There are five elements: earth, air, fire, water and garlic…Without garlic I simply would not care to live.
– Louis Diat
It helps to love garlic more than just a little when you go to the Hudson Valley Garlic Festival at Cantine Field in Saugerties this Saturday and Sunday. If your passion for the stinking rose goes beyond the normal admiration – garlic is one of those foods that evokes a strong passion, either pro or con – then you will be in your element. Surrounded by garlic-infused foods from garlic burritos to garlic snowcones, you will be happy as a garlicky clam (they have those, too). And once your belly’s full of garlic goodness there will be all manner of music to listen to, both stationary and strolling, and other forms of entertainment that includes giant puppet theater, garlic lectures and cooking demonstrations and shopping for garlic-themed items.
Garlic has been claimed not only to keep vampires away, but the evil eye, too – as well as preventing plague, treating tuberculosis, leprosy, arthritis, high cholesterol and flu. Personally, I haven’t proven this scientifically, and neither have studies, but I think that garlic has a cleansing, purging quality. Eat a lot of it raw and you feel your endorphins surge. Instantly you feel somehow healthier. Try it!
I think that if a meal lacks garlic, it lacks life, it lacks zest. When I put together a meal, I feel like something is missing if it has no garlic in it, and I ask myself, “How can I get garlic into this meal? Which dish can use some?” Sometimes I just put it in everything.
Garlic is key to some of the world’s most sumptuous dishes, from emerald Argentine chimichurri sauce to Greek skordalia with potato to lush, velvety aïoli sauce, deadly good on everything. Without garlic, spaghetti aglio olio would just be pasta, and Spanish gambas al ajillo would be just shrimp.

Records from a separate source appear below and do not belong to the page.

use bank_config::ConfigError;
use bank_core::CoreError;
use thiserror::Error;

/// Top-level failure of a CLI invocation.
#[derive(Debug, Error)]
pub enum CliError {
    #[error(transparent)]
    Core(#[from] CoreError),
    #[error(transparent)]
    Config(#[from] ConfigError),
    #[error("Invalid input: {0}")]
    Input(String),
    #[error("Command failed: {0}")]
    Command(String),
}

impl From<std::io::Error> for CliError {
    fn from(err: std::io::Error) -> Self {
        CliError::Command(err.to_string())
    }
}
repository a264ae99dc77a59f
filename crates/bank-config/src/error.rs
use std::io;

use thiserror::Error;

#[derive(Debug, Error)]
pub enum ConfigError {
    #[error("I/O error: {0}")]
    Io(#[from] io::Error),

    #[error("Serialization error: {0}")]
    Serde(String),

    #[error("Invalid configuration: {0}")]
    Invalid(String),
}
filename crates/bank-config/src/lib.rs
//! bank-config
//!
//! Site configuration for the allocation bank: clusters, file locations,
//! grant policy, notification and Slurm settings, plus disk persistence.

pub mod error;
pub mod manager;
pub mod model;

pub use error::ConfigError;
pub use manager::ConfigManager;
pub use model::{Config, NotificationConfig, PolicyConfig, SlurmConfig};
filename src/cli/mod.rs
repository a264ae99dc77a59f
pub mod commands;
pub mod core;
mod help;
pub mod io;
pub mod output;
pub mod registry;
mod shell;

pub use shell::{run_cli, SCRIPT_ENV};
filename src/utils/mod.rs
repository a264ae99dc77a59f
pub mod build_info;
pub mod paths;

use std::env;

use tracing_subscriber::{fmt, EnvFilter};

const DEFAULT_FILTER: &str = "warn,crc_bank=info,bank_core=info";

/// Installs the global tracing subscriber, writing to stderr.
///
/// `RUST_LOG` replaces the default filter when set.
pub fn init_tracing() {
    let filter = if env::var_os(EnvFilter::DEFAULT_ENV).is_some() {
        EnvFilter::from_default_env()
    } else {
        EnvFilter::new(DEFAULT_FILTER)
    };

    // A subscriber installed elsewhere (tests, embedding) wins.
    let _ = fmt()
        .with_env_filter(filter)
        .with_writer(std::io::stderr)
        .try_init();
}
use crate::cli::output::{self, line, section as output_section};
use crate::cli::registry::{CommandEntry, CommandRegistry};

pub fn print_overview(registry: &CommandRegistry) {
    output_section("Available commands");
    for entry in registry.list() {
        line(format!("  {:<18} {}", entry.name, entry.description));
    }
    output::info("Use `help <command>` for details.");
}

pub fn print_command(entry: &CommandEntry) {
    output_section(format!("Help: {}", entry.name));
    line(format!("  Description: {}", entry.description));
    line(format!("  Usage: {}", entry.usage));
}
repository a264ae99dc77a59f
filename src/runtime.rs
//! Assembles a [`BankService`] from site configuration.

use std::{path::Path, sync::Arc};

use bank_config::{Config, PolicyConfig};
use bank_core::{
    AllocationEngine, AllocationPolicy, BankService, Clock, Collaborators, NoticeTemplate,
};
use bank_storage_json::JsonLedgerStore;
use chrono::{DateTime, Utc};

use crate::{
    action_log::FileActionLog,
    errors::CliError,
    notify::SendmailNotifier,
    slurm::{CommandRunner, ProcessRunner, SlurmActuator, SlurmDirectory, SlurmUsage},
};

/// Real-time clock backed by the system UTC time source.
#[derive(Debug, Default, Clone, Copy)]
pub struct SystemClock;

impl Clock for SystemClock {
    fn now(&self) -> DateTime<Utc> {
        Utc::now()
    }
}

pub fn policy_from_config(policy: &PolicyConfig) -> AllocationPolicy {
    AllocationPolicy {
        min_grant: policy.min_grant,
        default_grant: policy.default_grant,
        near_limit_percent: policy.near_limit_percent,
        period_days: policy.period_days,
        pre_expiry_days: policy.pre_expiry_days,
    }
}

/// Opens (and locks) the ledger and wires the Slurm and mail collaborators.
pub fn build_service(config: &Config, home: &Path) -> Result<BankService, CliError> {
    config.validate()?;
    let store = JsonLedgerStore::with_retention(
        config.resolve_ledger_path(home),
        config.backup_retention,
    )?;
    let runner: Arc<dyn CommandRunner> = Arc::new(ProcessRunner);
    let slurm = &config.slurm;
    let mail = &config.notifications;

    let collaborators = Collaborators {
        usage: Arc::new(SlurmUsage::new(runner.clone(), slurm.sshare_path.clone())),
        actuator: Arc::new(SlurmActuator::new(runner.clone(), slurm.sacctmgr_path.clone())),
        directory: Arc::new(SlurmDirectory::new(
            runner.clone(),
            slurm.sacctmgr_path.clone(),
            mail.mail_domain.clone(),
        )),
        notifier: Arc::new(SendmailNotifier::new(
            runner,
            mail.sendmail_path.clone(),
            mail.sender.clone(),
        )),
        action_log: Arc::new(FileActionLog::new(config.resolve_log_file(home))),
    };
    let template = NoticeTemplate {
        site_name: mail.site_name.clone(),
        signature: mail.signature.clone(),
        default_grant: config.policy.default_grant,
    };

    Ok(BankService::new(
        AllocationEngine::new(policy_from_config(&config.policy)),
        Arc::new(store),
        Arc::new(SystemClock),
        config.clusters.clone(),
        collaborators,
        template,
    ))
}
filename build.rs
use std::env;
use std::process::Command;

fn main() {
    println!("cargo:rerun-if-changed=build.rs");
    println!("cargo:rerun-if-changed=.git/HEAD");
    println!("cargo:rerun-if-changed=.git/refs");

    let git_hash = command_stdout("git", &["rev-parse", "--short", "HEAD"])
        .filter(|hash| !hash.is_empty())
        .unwrap_or_else(|| "unknown".to_string());
    let git_status = command_stdout("git", &["status", "--porcelain"])
        .map(|status| if status.is_empty() { "clean" } else { "dirty" })
        .unwrap_or("unknown");
    let rustc = command_stdout("rustc", &["--version"]).unwrap_or_else(|| "unknown".to_string());
    let timestamp = chrono::Utc::now().to_rfc3339_opts(chrono::SecondsFormat::Secs, true);

    emit("HASH", &git_hash);
    emit("STATUS", git_status);
    emit("TIMESTAMP", &timestamp);
    emit("TARGET", &env_or("TARGET", "unknown-target"));
    emit("PROFILE", &env_or("PROFILE", "unknown-profile"));
    emit("RUSTC", &rustc);
}

fn emit(key: &str, value: &str) {
    println!("cargo:rustc-env=CRC_BANK_BUILD_{key}={value}");
}

fn env_or(key: &str, fallback: &str) -> String {
    env::var(key).unwrap_or_else(|_| fallback.to_string())
}

/// Trimmed stdout of a successful command, if any.
fn command_stdout(program: &str, args: &[&str]) -> Option<String> {
    let output = Command::new(program).args(args).output().ok()?;
    if !output.status.success() {
        return None;
    }
    String::from_utf8(output.stdout)
        .ok()
        .map(|text| text.trim().to_string())
}
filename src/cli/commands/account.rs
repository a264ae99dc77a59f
use crate::cli::core::{CommandResult, ShellContext};
use crate::cli::output::{self, line, section};
use crate::cli::registry::CommandEntry;

use super::report_outcome;

pub(crate) fn definitions() -> Vec<CommandEntry> {
    vec![
        CommandEntry::new(
            "insert",
            "Add an account with a service-unit limit (-1 for unlimited)",
            "insert <account> <limit>",
            cmd_insert,
        ),
        CommandEntry::new(
            "modify",
            "Replace an account's limit and restart its period",
            "modify <account> <limit>",
            cmd_modify,
        ),
        CommandEntry::new(
            "add",
            "Add service units to an account's limit",
            "add <account> <limit>",
            cmd_add,
        ),
        CommandEntry::new(
            "get-balance",
            "Show an account's limit and period",
            "get-balance <account>",
            cmd_get_balance,
        ),
        CommandEntry::new(
            "check-limit",
            "Compare usage to the limit, holding and notifying as needed",
            "check-limit <account>",
            cmd_check_limit,
        ),
        CommandEntry::new(
            "check-period",
            "Roll the account over once its period has ended",
            "check-period <account>",
            cmd_check_period,
        ),
        CommandEntry::new(
            "reset-usage",
            "Zero the account's raw usage and restart its period",
            "reset-usage <account>",
            cmd_reset_usage,
        ),
        CommandEntry::new(
            "release-hold",
            "Lift the hold once usage is below the limit",
            "release-hold <account>",
            cmd_release_hold,
        ),
        CommandEntry::new(
            "pre-expiry-notice",
            "Warn the account ahead of its period rollover",
            "pre-expiry-notice <account>",
            cmd_pre_expiry_notice,
        ),
        CommandEntry::new("list", "List every account in the ledger", "list", cmd_list),
    ]
}

fn cmd_insert(context: &mut ShellContext, args: &[&str]) -> CommandResult {
    let args = context.expect_args("insert", args, 2)?;
    let outcome = context.service()?.insert(args[0], args[1])?;
    report_outcome(&outcome, context.config().clusters.len());
    output::success(format!(
        "Inserted {} with a limit of {} SUs",
        outcome.entry.account, outcome.entry.limit
    ));
    Ok(())
}

fn cmd_modify(context: &mut ShellContext, args: &[&str]) -> CommandResult {
    let args = context.expect_args("modify", args, 2)?;
    let outcome = context.service()?.modify(args[0], args[1])?;
    report_outcome(&outcome, context.config().clusters.len());
    output::success(format!(
        "{} now has a limit of {} SUs, period restarted on {}",
        outcome.entry.account, outcome.entry.limit, outcome.entry.period_start
    ));
    Ok(())
}

fn cmd_add(context: &mut ShellContext, args: &[&str]) -> CommandResult {
    let args = context.expect_args("add", args, 2)?;
    let outcome = context.service()?.add(args[0], args[1])?;
    report_outcome(&outcome, context.config().clusters.len());
    output::success(format!(
        "{} now has a limit of {} SUs",
        outcome.entry.account, outcome.entry.limit
    ));
    Ok(())
}

fn cmd_get_balance(context: &mut ShellContext, args: &[&str]) -> CommandResult {
    let args = context.expect_args("get-balance", args, 1)?;
    let entry = context.service()?.balance(args[0])?;
    line(format!("Account: {}", entry.account));
    line(format!("SUs: {}", entry.limit));
    line(format!("Period start: {}", entry.period_start));
    line(format!(
        "Near-limit notice sent: {}",
        yes_no(entry.near_limit_notified)
    ));
    line(format!(
        "Limit-reached notice sent: {}",
        yes_no(entry.limit_reached_notified)
    ));
    Ok(())
}

fn cmd_check_limit(context: &mut ShellContext, args: &[&str]) -> CommandResult {
    let args = context.expect_args("check-limit", args, 1)?;
    let outcome = context.service()?.check_limit(args[0])?;
    let entry = &outcome.entry;
    if let Some(usage) = outcome.usage {
        line(format!("Usage: {} of {} SUs", usage, entry.limit));
    }
    report_outcome(&outcome, context.config().clusters.len());
    if outcome.effects.is_empty() {
        output::success(format!("{} is within its allocation", entry.account));
    }
    Ok(())
}

fn cmd_check_period(context: &mut ShellContext, args: &[&str]) -> CommandResult {
    let args = context.expect_args("check-period", args, 1)?;
    let outcome = context.service()?.check_period(args[0])?;
    let entry = &outcome.entry;
    if outcome.events.is_empty() {
        output::info(format!(
            "{} is still in the period that started on {}",
            entry.account, entry.period_start
        ));
        return Ok(());
    }
    report_outcome(&outcome, context.config().clusters.len());
    output::success(format!(
        "{} rolled over: {} SUs from {}",
        entry.account, entry.limit, entry.period_start
    ));
    Ok(())
}

fn cmd_reset_usage(context: &mut ShellContext, args: &[&str]) -> CommandResult {
    let args = context.expect_args("reset-usage", args, 1)?;
    let outcome = context.service()?.reset_usage(args[0])?;
    report_outcome(&outcome, context.config().clusters.len());
    output::success(format!(
        "Usage reset for {}, period restarted on {}",
        outcome.entry.account, outcome.entry.period_start
    ));
    Ok(())
}

fn cmd_release_hold(context: &mut ShellContext, args: &[&str]) -> CommandResult {
    let args = context.expect_args("release-hold", args, 1)?;
    let outcome = context.service()?.release_hold(args[0])?;
    report_outcome(&outcome, context.config().clusters.len());
    output::success(format!("Released the hold on {}", outcome.entry.account));
    Ok(())
}

fn cmd_pre_expiry_notice(context: &mut ShellContext, args: &[&str]) -> CommandResult {
    let args = context.expect_args("pre-expiry-notice", args, 1)?;
    let outcome = context.service()?.pre_expiry_notice(args[0])?;
    if outcome.effects.is_empty() {
        output::info(format!("No rollover notice due for {}", outcome.entry.account));
    } else {
        report_outcome(&outcome, context.config().clusters.len());
    }
    Ok(())
}

fn cmd_list(context: &mut ShellContext, args: &[&str]) -> CommandResult {
    context.expect_args("list", args, 0)?;
    let entries = context.service()?.entries()?;
    if entries.is_empty() {
        output::info("The ledger is empty.");
        return Ok(());
    }
    section("Ledger");
    line(format!("  {:<20} {:>12}  {}", "Account", "SUs", "Period start"));
    for entry in &entries {
        let flags = match (entry.near_limit_notified, entry.limit_reached_notified) {
            (_, true) => " (limit reached)",
            (true, false) => " (near limit)",
            _ => "",
        };
        line(format!(
            "  {:<20} {:>12}  {}{}",
            entry.account,
            entry.limit.to_string(),
            entry.period_start,
            flags
        ));
    }
    Ok(())
}

fn yes_no(flag: bool) -> &'static str {
    if flag {
        "yes"
    } else {
        "no"
    }
}
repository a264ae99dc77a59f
//! Per-account ledger records.

use chrono::{Duration, NaiveDate};
use serde::{Deserialize, Serialize};

use crate::limit::Limit;

#[derive(Debug, Clone, PartialEq, Eq, Serialize, Deserialize)]
/// Allocation state for a single account.
pub struct AccountLedgerEntry {
    pub account: String,
    pub limit: Limit,
    pub period_start: NaiveDate,
    #[serde(default)]
    pub near_limit_notified: bool,
    #[serde(default)]
    pub limit_reached_notified: bool,
}

impl AccountLedgerEntry {
    /// Creates an entry whose period starts on `today` with no notices sent.
    pub fn new(account: impl Into<String>, limit: Limit, today: NaiveDate) -> Self {
        Self {
            account: account.into(),
            limit,
            period_start: today,
            near_limit_notified: false,
            limit_reached_notified: false,
        }
    }

    /// Clears both notification flags so thresholds fire again.
    pub fn rearm_notifications(&mut self) {
        self.near_limit_notified = false;
        self.limit_reached_notified = false;
    }

    /// Starts a new allocation period on `today` and re-arms notifications.
    ///
    /// The period start never moves backwards.
    pub fn begin_period(&mut self, today: NaiveDate) {
        if today > self.period_start {
            self.period_start = today;
        }
        self.rearm_notifications();
    }

    /// Whole days elapsed since the period started.
    pub fn elapsed_days(&self, today: NaiveDate) -> i64 {
        (today - self.period_start).num_days()
    }

    /// Date the current period ends, `period_days` after it started.
    pub fn period_end(&self, period_days: u32) -> NaiveDate {
        self.period_start + Duration::days(i64::from(period_days))
    }
}
//! Narrow interfaces to the systems the bank drives but does not own.

use crate::{error::CollaboratorError, LedgerEvent};

/// Reports cumulative raw usage (CPU-seconds) for an account on a cluster.
pub trait UsageSource: Send + Sync {
    fn raw_usage(&self, account: &str, cluster: &str) -> Result<u64, CollaboratorError>;
}

/// Applies administrative changes to an account on a cluster.
pub trait EnforcementActuator: Send + Sync {
    fn apply_hold(&self, account: &str, cluster: &str) -> Result<(), CollaboratorError>;
    fn release_hold(&self, account: &str, cluster: &str) -> Result<(), CollaboratorError>;
    fn reset_usage(&self, account: &str, cluster: &str) -> Result<(), CollaboratorError>;
}

/// Looks up cluster associations and responsible parties for accounts.
pub trait AccountDirectory: Send + Sync {
    fn has_association(&self, account: &str, cluster: &str) -> Result<bool, CollaboratorError>;
    /// Resolves the address that receives notices for `account`.
    fn recipient(&self, account: &str) -> Result<String, CollaboratorError>;
}

/// Delivers a rendered message.
pub trait Notifier: Send + Sync {
    fn notify(&self, recipient: &str, subject: &str, body: &str) -> Result<(), CollaboratorError>;
}

/// Durable, human-readable record of ledger changes.
pub trait ActionLog: Send + Sync {
    fn record(&self, account: &str, event: &LedgerEvent) -> std::io::Result<()>;
}
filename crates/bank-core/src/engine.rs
//! Decision rules for the allocation ledger.
//!
//! Every operation takes the account's current entry (an owned, in-memory
//! copy), and returns a [`Decision`]: the entry as it should be persisted plus
//! the side effects the caller must carry out first. Nothing here performs
//! I/O, so the rules can be exercised with plain values.

use bank_domain::{
    percent_used, AccountLedgerEntry, EnforcementAction, Limit, Notice, SideEffect,
};
use chrono::NaiveDate;
use tracing::debug;

use crate::{AllocationPolicy, CoreError, LedgerEvent};

/// Result of applying one operation to one entry.
#[derive(Debug, Clone, PartialEq, Eq)]
pub struct Decision {
    pub entry: AccountLedgerEntry,
    pub effects: Vec<SideEffect>,
    pub events: Vec<LedgerEvent>,
    /// Operator-facing warnings that do not block the operation.
    pub advisories: Vec<String>,
}

impl Decision {
    fn keep(entry: AccountLedgerEntry) -> Self {
        Self {
            entry,
            effects: Vec::new(),
            events: Vec::new(),
            advisories: Vec::new(),
        }
    }

    fn effect(&mut self, effect: SideEffect) {
        self.effects.push(effect);
    }

    fn event(&mut self, event: LedgerEvent) {
        self.events.push(event);
    }

    pub fn holds(&self) -> usize {
        self.count_action(EnforcementAction::Hold)
    }

    pub fn notices(&self) -> impl Iterator<Item = &Notice> {
        self.effects.iter().filter_map(SideEffect::notice)
    }

    fn count_action(&self, action: EnforcementAction) -> usize {
        self.effects
            .iter()
            .filter(|effect| effect.action() == Some(action))
            .count()
    }
}

/// Pure decision logic over [`AccountLedgerEntry`] values.
#[derive(Debug, Clone, Copy, Default)]
pub struct AllocationEngine {
    policy: AllocationPolicy,
}

impl AllocationEngine {
    pub fn new(policy: AllocationPolicy) -> Self {
        Self { policy }
    }

    /// Creates the entry for a new account.
    pub fn insert(
        &self,
        existing: Option<&AccountLedgerEntry>,
        account: &str,
        requested: &str,
        today: NaiveDate,
    ) -> Result<Decision, CoreError> {
        if existing.is_some() {
            return Err(CoreError::AccountExists(account.to_string()));
        }
        let limit = self.policy.parse_limit(requested)?;
        let mut decision = Decision::keep(AccountLedgerEntry::new(account, limit, today));
        warn_if_unlimited(&mut decision, limit);
        decision.event(LedgerEvent::Inserted { limit });
        Ok(decision)
    }

    /// Replaces the limit and restarts the period.
    pub fn modify(
        &self,
        entry: AccountLedgerEntry,
        requested: &str,
        today: NaiveDate,
    ) -> Result<Decision, CoreError> {
        let limit = self.policy.parse_limit(requested)?;
        let mut decision = Decision::keep(entry);
        decision.entry.limit = limit;
        decision.entry.begin_period(today);
        warn_if_unlimited(&mut decision, limit);
        decision.event(LedgerEvent::Modified { limit });
        Ok(decision)
    }

    /// Tops up the limit without restarting the period.
    ///
    /// The percentage basis changes, so both notices are re-armed.
    pub fn add(&self, entry: AccountLedgerEntry, delta: &str) -> Result<Decision, CoreError> {
        let delta = self.policy.parse_limit(delta)?;
        let new_limit = entry.limit.checked_add(delta).map_err(|err| {
            CoreError::InvalidLimit(format!(
                "adding {} to {} on account {}: {err}",
                delta.raw(),
                entry.limit.raw(),
                entry.account
            ))
        })?;
        let mut decision = Decision::keep(entry);
        decision.entry.limit = new_limit;
        decision.entry.rearm_notifications();
        warn_if_unlimited(&mut decision, new_limit);
        decision.event(LedgerEvent::Added { delta, new_limit });
        Ok(decision)
    }

    /// Enforces the limit against `usage`, in service units.
    pub fn check_usage(&self, entry: AccountLedgerEntry, usage: u64) -> Decision {
        let mut decision = Decision::keep(entry);
        if decision.entry.limit.is_unlimited() {
            debug!(account = %decision.entry.account, "unlimited account, skipping usage check");
            return decision;
        }

        let ceiling = decision.entry.limit.ceiling();
        let percent = ceiling.map_or(0, |ceiling| percent_used(usage, ceiling));
        debug!(
            account = %decision.entry.account,
            usage,
            limit = %decision.entry.limit,
            percent,
            "checking usage"
        );

        match ceiling {
            Some(ceiling) if usage > ceiling => {
                let account = decision.entry.account.clone();
                decision.effect(SideEffect::hold(&account));
                // Repeat holds are re-applied but only the first is logged.
                if !decision.entry.limit_reached_notified {
                    decision.event(LedgerEvent::Held);
                    let notice = Notice::LimitReached {
                        period_start: decision.entry.period_start,
                    };
                    decision.effect(SideEffect::notify(&account, notice));
                    decision.entry.limit_reached_notified = true;
                    decision.event(LedgerEvent::LimitReachedNotified);
                }
            }
            _ if percent >= self.policy.near_limit_percent
                && !decision.entry.near_limit_notified =>
            {
                let notice = Notice::NearLimit {
                    percent,
                    period_start: decision.entry.period_start,
                };
                let account = decision.entry.account.clone();
                decision.effect(SideEffect::notify(account, notice));
                decision.entry.near_limit_notified = true;
                decision.event(LedgerEvent::NearLimitNotified { percent });
            }
            _ => {}
        }
        decision
    }

    /// Lifts the hold once usage is genuinely below the limit.
    ///
    /// Compared on the integer encoding: an unlimited (`-1`) or disabled
    /// account never qualifies.
    pub fn release_hold(
        &self,
        entry: AccountLedgerEntry,
        usage: u64,
    ) -> Result<Decision, CoreError> {
        let below = i64::try_from(usage).is_ok_and(|usage| usage < entry.limit.raw());
        if !below {
            return Err(CoreError::UsageExceedsLimit {
                account: entry.account,
                usage,
                limit: entry.limit,
            });
        }
        let mut decision = Decision::keep(entry);
        decision.effect(SideEffect::release(decision.entry.account.clone()));
        decision.event(LedgerEvent::Released);
        Ok(decision)
    }

    /// Zeroes recorded usage and starts a fresh period with the same limit.
    pub fn reset_usage(&self, entry: AccountLedgerEntry, today: NaiveDate) -> Decision {
        let mut decision = Decision::keep(entry);
        decision.effect(SideEffect::reset_usage(decision.entry.account.clone()));
        decision.entry.begin_period(today);
        decision.event(LedgerEvent::UsageReset);
        decision
    }

    /// Starts a new period once the current one has run its course.
    ///
    /// Limited accounts get the default grant back; unlimited and disabled
    /// accounts only move their period start.
    pub fn rollover(&self, entry: AccountLedgerEntry, today: NaiveDate) -> Decision {
        let mut decision = Decision::keep(entry);
        let elapsed = decision.entry.elapsed_days(today);
        if elapsed <= i64::from(self.policy.period_days) {
            return decision;
        }

        if decision.entry.limit.is_unlimited() || decision.entry.limit.is_disabled() {
            decision.event(LedgerEvent::PeriodAdvanced);
        } else {
            decision.entry.limit = Limit::Units(self.policy.default_grant);
            decision.event(LedgerEvent::PeriodReset {
                grant: self.policy.default_grant,
            });
        }
        decision.entry.begin_period(today);
        decision.effect(SideEffect::reset_usage(decision.entry.account.clone()));
        debug!(account = %decision.entry.account, elapsed, "period rolled over");
        decision
    }

    /// Warns the account ahead of the rollover.
    ///
    /// Fires only when exactly `pre_expiry_days` remain, so callers run it once a day.
    pub fn pre_expiry_notice(&self, entry: AccountLedgerEntry, today: NaiveDate) -> Decision {
        let mut decision = Decision::keep(entry);
        if decision.entry.limit.is_unlimited() {
            return decision;
        }
        let end_date = decision.entry.period_end(self.policy.period_days);
        let remaining = (end_date - today).num_days();
        if remaining == i64::from(self.policy.pre_expiry_days) {
            let account = decision.entry.account.clone();
            decision.effect(SideEffect::notify(
                account,
                Notice::UpcomingRollover { end_date },
            ));
            decision.event(LedgerEvent::RolloverNoticeSent { end_date });
        }
        decision
    }
}

fn warn_if_unlimited(decision: &mut Decision, limit: Limit) {
    if limit.is_unlimited() {
        decision
            .advisories
            .push(format!("giving account {} unlimited SUs", decision.entry.account));
    }
}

People celebrate garlic in festivals all over the place, not just Saugerties. There’s the big famous one in Gilroy, California, of course; but they throw them all over the country, from the Poconos to Ohio, and in France, Spain, Turkey, Romania, the Czech Republic and even England, even though employees of Buckingham Palace are forbidden to consume it so as not to offend the royals with inelegant breath.